I can't begin to tell you how dreadful this cookbook is. How it received a rave review from chef Jeremiah Tower I don't know. Let's just take one recipe: Cepes (Porcini mushrooms. Chef (?) Hopkinson tells us to fry them in olive oil until crusty and golden brown and finish with chopped garlic and a squeeze of lemon. If you live in the United States and can find good porcini mushrooms (which it doubtful) please don't destroy them by frying them crusty brown! Ugh! Slice them (he doesn't mention this)and saute in extra virgin olive oil and garlic for a few minutes. Add salt. Lemon destroys and changes the taste of these expensive mushrooms (unless they are served raw - in which case they must be small and very firm so they can be sliced thinly),and adding raw garlic at the end is a really bad idea.
Chef Hopkinson also mentions that if the stems feel hollow it is an indication of worms! Nonsense. I have lived in France and in Italy for many years - where I taught Italian and French cooking. I always felt the stems to see if they were firm - because they grow hollow after being kept a day or two too long. I never found a worm in a cepe (firm or hollow)in 25 years.
I'll not bore you with more than one more example of his silliness: For the anchovy and onion tart he says to "Sweat the onions until you get a thick mush" Unheard of. Onions are cooked (sweated) in olive oil until they are soft and slightly colored...unless you like mush!

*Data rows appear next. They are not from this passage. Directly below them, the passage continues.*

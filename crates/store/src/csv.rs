use async_trait::async_trait;
use chrono::{DateTime, Utc};
use serde::{Deserialize, Serialize};
use std::collections::{BTreeMap, HashMap};
use std::path::{Path, PathBuf};
use tickcorr_core::common::{Instrument, TimeWindow};
use tickcorr_core::market::entity::{Tick, TickSeries};
use tickcorr_core::store::error::StoreError;
use tickcorr_core::store::port::TickStore;
use tracing::{debug, info};

/// CSV 文件中的一行
#[derive(Debug, Serialize, Deserialize)]
struct TickRecord {
    time: DateTime<Utc>,
    // 兼容终端导出的 bid 列
    #[serde(alias = "bid")]
    price: f64,
}

/// # Summary
/// 以 CSV 文件保存原始 tick，每个标的每个会话一个文件。
///
/// # Invariants
/// - 文件名为 `ticks_{SYMBOL}_{label}.csv`，位于 `base_path` 下。
/// - 表头为 `time,price`，时间为 RFC 3339。
pub struct CsvTickStore {
    base_path: PathBuf,
}

impl CsvTickStore {
    pub fn new(base_path: impl Into<PathBuf>) -> Result<Self, StoreError> {
        let base_path = base_path.into();
        if !base_path.exists() {
            std::fs::create_dir_all(&base_path)?;
        }
        Ok(Self { base_path })
    }

    pub fn path_for(&self, instrument: &Instrument, label: &str) -> PathBuf {
        self.base_path
            .join(format!("ticks_{}_{}.csv", instrument.symbol, label))
    }

    /// 列出某个标的的全部 CSV 文件，按文件名排序。
    fn files_for(&self, instrument: &Instrument) -> Result<Vec<PathBuf>, StoreError> {
        let prefix = format!("ticks_{}_", instrument.symbol);
        let mut files = Vec::new();
        for entry in std::fs::read_dir(&self.base_path)? {
            let path = entry?.path();
            let matches = path
                .file_name()
                .and_then(|n| n.to_str())
                .is_some_and(|n| n.starts_with(&prefix) && n.ends_with(".csv"));
            if matches {
                files.push(path);
            }
        }
        files.sort();
        Ok(files)
    }
}

fn write_file(path: &Path, ticks: &[Tick]) -> Result<(), StoreError> {
    let mut writer = csv::Writer::from_path(path).map_err(|e| StoreError::Io(e.to_string()))?;
    for tick in ticks {
        writer
            .serialize(TickRecord {
                time: tick.timestamp,
                price: tick.price,
            })
            .map_err(|e| StoreError::Io(e.to_string()))?;
    }
    writer.flush()?;
    Ok(())
}

// 行键：(时间, 同一时间戳内的到达序号)
type TickKey = (DateTime<Utc>, usize);

/// # Summary
/// 读取单个文件中落在时间窗内的 tick，合并进 `merged`。
///
/// # Logic
/// 1. 为每行计算 `(time, seq)`，`seq` 为该时间戳在本文件内的出现序号。
/// 2. 以该键写入 `merged`，后读的文件覆盖先读的同键行。
fn merge_file(
    path: &Path,
    window: TimeWindow,
    merged: &mut BTreeMap<TickKey, f64>,
) -> Result<(), StoreError> {
    let mut reader = csv::Reader::from_path(path).map_err(|e| StoreError::Io(e.to_string()))?;
    let mut seen: HashMap<DateTime<Utc>, usize> = HashMap::new();
    for record in reader.deserialize::<TickRecord>() {
        let record =
            record.map_err(|e| StoreError::Parse(format!("{}: {}", path.display(), e)))?;
        if !window.contains(record.time) {
            continue;
        }
        let seq = seen.entry(record.time).or_insert(0);
        merged.insert((record.time, *seq), record.price);
        *seq += 1;
    }
    Ok(())
}

#[async_trait]
impl TickStore for CsvTickStore {
    /// # Summary
    /// 将序列写入对应会话的 CSV 文件，已存在则覆盖。
    async fn save_ticks(&self, series: &TickSeries, label: &str) -> Result<(), StoreError> {
        let path = self.path_for(series.instrument(), label);
        let ticks = series.ticks().to_vec();
        let target = path.clone();
        tokio::task::spawn_blocking(move || write_file(&target, &ticks))
            .await
            .map_err(|e| StoreError::Io(e.to_string()))??;
        info!("{}: {} ticks saved to {}", series.symbol(), series.len(), path.display());
        Ok(())
    }

    /// # Summary
    /// 读取标的全部 CSV 文件中落在时间窗内的 tick。
    ///
    /// # Logic
    /// 1. 按文件名顺序读取 `ticks_{SYMBOL}_*.csv`，过滤窗口外的行。
    /// 2. 以 `(time, seq)` 去重：多个会话文件相互重叠时（例如跨零点的时间窗）
    ///    同一笔 tick 只保留一次，文件名靠后者优先，与 SQLite 存储的覆盖写一致。
    /// 3. 没有任何文件时返回空序列。
    async fn load_ticks(
        &self,
        instrument: &Instrument,
        window: TimeWindow,
    ) -> Result<TickSeries, StoreError> {
        let files = self.files_for(instrument)?;
        debug!("{}: reading {} csv files", instrument, files.len());

        let merged = tokio::task::spawn_blocking(move || {
            let mut merged = BTreeMap::new();
            for path in &files {
                merge_file(path, window, &mut merged)?;
            }
            Ok::<_, StoreError>(merged)
        })
        .await
        .map_err(|e| StoreError::Io(e.to_string()))??;

        let ticks = merged
            .into_iter()
            .map(|((time, _), price)| Tick::new(time, price))
            .collect();

        TickSeries::new(instrument.clone(), ticks).map_err(|e| StoreError::Parse(e.to_string()))
    }
}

I hope Mr. Tower reads this and responds.
Most of the recipies are ridiculous. Salade Nicoise without the tuna? If you buy cheap lousy tuna (instead of a good Italian brand)that's how it will taste - but if you don't like tuna make something else. We don't need to pay $25.00 for a book that tells us to leave out the tuna, do we?
Lastly, I hope you're not cholesterol conscious. This "chef" loves his cream and butter to excess - even when they are unecessary.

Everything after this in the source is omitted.